Aim of the exercise:
Go through the data and copy each line where the string "allow" appears.
###
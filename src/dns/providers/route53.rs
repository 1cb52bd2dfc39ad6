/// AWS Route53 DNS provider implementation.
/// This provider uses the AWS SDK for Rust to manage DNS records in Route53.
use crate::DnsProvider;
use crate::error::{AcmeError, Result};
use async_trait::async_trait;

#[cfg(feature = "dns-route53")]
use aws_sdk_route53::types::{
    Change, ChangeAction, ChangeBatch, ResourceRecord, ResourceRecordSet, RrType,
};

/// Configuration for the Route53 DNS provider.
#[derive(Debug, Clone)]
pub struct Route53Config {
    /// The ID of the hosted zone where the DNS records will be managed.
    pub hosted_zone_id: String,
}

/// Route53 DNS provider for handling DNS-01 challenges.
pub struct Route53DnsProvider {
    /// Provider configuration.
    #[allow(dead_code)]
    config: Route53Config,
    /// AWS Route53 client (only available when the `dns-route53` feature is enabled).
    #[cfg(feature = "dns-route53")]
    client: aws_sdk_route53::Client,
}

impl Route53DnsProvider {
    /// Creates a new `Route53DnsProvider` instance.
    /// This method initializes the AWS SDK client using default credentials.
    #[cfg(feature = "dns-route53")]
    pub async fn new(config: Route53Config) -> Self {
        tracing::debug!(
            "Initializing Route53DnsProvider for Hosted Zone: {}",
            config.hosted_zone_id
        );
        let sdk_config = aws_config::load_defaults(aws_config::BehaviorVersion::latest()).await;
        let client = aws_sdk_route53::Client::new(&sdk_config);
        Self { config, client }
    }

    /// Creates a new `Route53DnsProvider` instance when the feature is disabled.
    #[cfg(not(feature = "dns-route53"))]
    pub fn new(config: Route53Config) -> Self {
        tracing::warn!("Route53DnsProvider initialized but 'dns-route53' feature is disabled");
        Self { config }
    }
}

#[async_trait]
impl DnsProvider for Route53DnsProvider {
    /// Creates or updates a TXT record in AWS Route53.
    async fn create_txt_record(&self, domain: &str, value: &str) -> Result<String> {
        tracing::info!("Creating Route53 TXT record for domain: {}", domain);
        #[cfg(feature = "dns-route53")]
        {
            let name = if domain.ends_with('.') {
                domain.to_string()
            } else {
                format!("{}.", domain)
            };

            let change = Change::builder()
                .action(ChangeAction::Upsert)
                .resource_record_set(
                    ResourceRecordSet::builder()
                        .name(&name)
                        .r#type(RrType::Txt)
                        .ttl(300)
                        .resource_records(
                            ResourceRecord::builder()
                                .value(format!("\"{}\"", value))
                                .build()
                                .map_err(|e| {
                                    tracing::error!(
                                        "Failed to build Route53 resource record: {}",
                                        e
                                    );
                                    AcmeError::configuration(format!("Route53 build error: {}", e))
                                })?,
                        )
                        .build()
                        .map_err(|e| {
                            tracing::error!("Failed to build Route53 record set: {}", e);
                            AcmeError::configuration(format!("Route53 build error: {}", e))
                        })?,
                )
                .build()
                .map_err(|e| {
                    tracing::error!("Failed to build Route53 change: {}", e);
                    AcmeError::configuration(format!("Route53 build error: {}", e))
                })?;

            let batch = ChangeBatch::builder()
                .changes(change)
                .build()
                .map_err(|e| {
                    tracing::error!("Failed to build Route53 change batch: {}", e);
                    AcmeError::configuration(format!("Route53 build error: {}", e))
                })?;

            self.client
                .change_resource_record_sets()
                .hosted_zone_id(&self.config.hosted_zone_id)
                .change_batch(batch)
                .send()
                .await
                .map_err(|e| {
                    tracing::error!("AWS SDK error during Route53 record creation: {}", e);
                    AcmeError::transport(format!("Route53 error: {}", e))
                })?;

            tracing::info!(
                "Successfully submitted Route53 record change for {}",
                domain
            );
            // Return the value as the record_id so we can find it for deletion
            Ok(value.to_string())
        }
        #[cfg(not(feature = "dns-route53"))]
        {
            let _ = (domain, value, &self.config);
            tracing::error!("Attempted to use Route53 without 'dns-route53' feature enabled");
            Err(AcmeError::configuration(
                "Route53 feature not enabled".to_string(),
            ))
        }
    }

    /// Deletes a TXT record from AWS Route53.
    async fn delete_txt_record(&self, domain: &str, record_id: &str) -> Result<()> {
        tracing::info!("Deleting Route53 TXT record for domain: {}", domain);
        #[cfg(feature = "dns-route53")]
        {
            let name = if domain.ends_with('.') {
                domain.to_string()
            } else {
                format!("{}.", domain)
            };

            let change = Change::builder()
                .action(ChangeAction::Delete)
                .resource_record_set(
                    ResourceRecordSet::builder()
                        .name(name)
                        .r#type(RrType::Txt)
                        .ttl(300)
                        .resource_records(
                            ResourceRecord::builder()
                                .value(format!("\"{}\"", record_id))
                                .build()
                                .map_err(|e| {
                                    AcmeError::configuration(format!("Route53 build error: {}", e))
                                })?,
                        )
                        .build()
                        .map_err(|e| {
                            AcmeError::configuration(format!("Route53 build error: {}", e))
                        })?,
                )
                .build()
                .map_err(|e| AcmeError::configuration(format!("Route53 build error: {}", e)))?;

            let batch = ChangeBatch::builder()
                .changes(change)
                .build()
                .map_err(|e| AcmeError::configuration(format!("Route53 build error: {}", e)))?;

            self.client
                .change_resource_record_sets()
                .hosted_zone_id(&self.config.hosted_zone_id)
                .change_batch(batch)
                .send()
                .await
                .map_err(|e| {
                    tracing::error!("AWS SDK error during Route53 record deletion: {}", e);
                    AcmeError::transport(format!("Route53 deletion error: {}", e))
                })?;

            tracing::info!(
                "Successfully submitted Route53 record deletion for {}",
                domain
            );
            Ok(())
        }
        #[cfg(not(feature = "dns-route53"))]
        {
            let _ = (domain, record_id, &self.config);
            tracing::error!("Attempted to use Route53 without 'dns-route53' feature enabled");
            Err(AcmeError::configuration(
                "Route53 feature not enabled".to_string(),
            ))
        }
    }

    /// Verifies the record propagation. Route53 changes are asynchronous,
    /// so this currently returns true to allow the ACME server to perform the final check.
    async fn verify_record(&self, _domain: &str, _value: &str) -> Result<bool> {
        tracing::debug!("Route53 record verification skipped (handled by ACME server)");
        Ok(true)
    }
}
###
Solution below:
    #[allow(dead_code)]
    /// so this currently returns true to allow the ACME server to perform the final check.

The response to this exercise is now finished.